Aim of the task: Return each line of the entries that mentions the word "AsRef".

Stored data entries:
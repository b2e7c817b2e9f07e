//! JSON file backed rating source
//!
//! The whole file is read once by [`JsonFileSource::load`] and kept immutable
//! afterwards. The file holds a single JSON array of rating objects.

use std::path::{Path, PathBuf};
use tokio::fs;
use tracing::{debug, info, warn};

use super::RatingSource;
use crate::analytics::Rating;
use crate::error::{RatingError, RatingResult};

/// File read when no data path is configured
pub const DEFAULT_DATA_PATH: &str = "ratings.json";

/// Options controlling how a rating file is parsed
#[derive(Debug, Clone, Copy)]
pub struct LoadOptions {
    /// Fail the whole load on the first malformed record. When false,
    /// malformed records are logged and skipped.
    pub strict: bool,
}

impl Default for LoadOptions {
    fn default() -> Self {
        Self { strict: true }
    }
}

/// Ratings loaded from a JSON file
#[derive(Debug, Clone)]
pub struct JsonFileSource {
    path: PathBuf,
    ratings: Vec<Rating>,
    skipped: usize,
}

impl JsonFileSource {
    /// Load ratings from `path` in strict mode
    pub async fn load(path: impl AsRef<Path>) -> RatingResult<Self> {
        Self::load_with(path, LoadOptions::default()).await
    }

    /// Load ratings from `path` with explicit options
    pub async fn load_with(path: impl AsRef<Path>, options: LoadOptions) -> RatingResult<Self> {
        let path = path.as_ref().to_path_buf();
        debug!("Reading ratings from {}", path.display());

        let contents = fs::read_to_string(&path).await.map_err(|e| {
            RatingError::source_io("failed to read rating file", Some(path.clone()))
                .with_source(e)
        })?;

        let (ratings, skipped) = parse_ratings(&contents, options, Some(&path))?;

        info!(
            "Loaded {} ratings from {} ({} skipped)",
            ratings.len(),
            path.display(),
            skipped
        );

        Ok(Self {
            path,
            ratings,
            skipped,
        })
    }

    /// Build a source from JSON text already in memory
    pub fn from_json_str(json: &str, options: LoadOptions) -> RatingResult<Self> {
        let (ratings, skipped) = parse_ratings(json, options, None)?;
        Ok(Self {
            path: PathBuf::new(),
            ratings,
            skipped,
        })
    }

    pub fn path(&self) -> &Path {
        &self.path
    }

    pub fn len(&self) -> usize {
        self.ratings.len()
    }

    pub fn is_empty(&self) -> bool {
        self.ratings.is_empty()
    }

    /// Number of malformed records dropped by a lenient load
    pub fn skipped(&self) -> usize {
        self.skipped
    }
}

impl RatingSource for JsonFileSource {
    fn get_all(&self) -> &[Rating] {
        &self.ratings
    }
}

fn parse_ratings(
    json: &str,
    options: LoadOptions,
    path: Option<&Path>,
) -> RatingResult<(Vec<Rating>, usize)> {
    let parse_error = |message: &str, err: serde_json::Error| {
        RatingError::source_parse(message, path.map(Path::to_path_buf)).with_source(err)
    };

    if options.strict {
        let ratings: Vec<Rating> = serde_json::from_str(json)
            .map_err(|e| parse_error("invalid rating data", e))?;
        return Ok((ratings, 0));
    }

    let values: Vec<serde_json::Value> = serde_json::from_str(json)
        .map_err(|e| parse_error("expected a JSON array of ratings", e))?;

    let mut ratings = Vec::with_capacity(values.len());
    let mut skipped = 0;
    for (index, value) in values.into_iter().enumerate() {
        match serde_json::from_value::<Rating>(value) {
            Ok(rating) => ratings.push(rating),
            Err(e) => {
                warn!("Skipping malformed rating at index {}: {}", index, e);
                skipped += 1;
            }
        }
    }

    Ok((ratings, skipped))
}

---

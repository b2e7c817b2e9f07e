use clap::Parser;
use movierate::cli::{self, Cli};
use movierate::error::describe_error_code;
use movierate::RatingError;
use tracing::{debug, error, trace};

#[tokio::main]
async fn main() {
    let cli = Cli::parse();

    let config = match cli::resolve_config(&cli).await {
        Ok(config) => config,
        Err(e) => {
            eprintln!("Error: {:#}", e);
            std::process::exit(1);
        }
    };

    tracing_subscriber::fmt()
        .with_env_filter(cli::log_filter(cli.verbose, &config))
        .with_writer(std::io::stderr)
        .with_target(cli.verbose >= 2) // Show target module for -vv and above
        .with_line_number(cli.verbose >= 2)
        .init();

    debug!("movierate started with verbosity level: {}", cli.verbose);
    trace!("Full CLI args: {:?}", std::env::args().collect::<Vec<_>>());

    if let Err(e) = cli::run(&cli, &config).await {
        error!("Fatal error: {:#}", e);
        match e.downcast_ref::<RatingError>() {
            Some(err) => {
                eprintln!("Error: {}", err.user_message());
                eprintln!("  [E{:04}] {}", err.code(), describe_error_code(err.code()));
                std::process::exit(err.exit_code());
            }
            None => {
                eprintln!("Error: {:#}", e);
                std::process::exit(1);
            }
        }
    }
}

Exercise answer:
    pub async fn load(path: impl AsRef<Path>) -> RatingResult<Self> {
    pub async fn load_with(path: impl AsRef<Path>, options: LoadOptions) -> RatingResult<Self> {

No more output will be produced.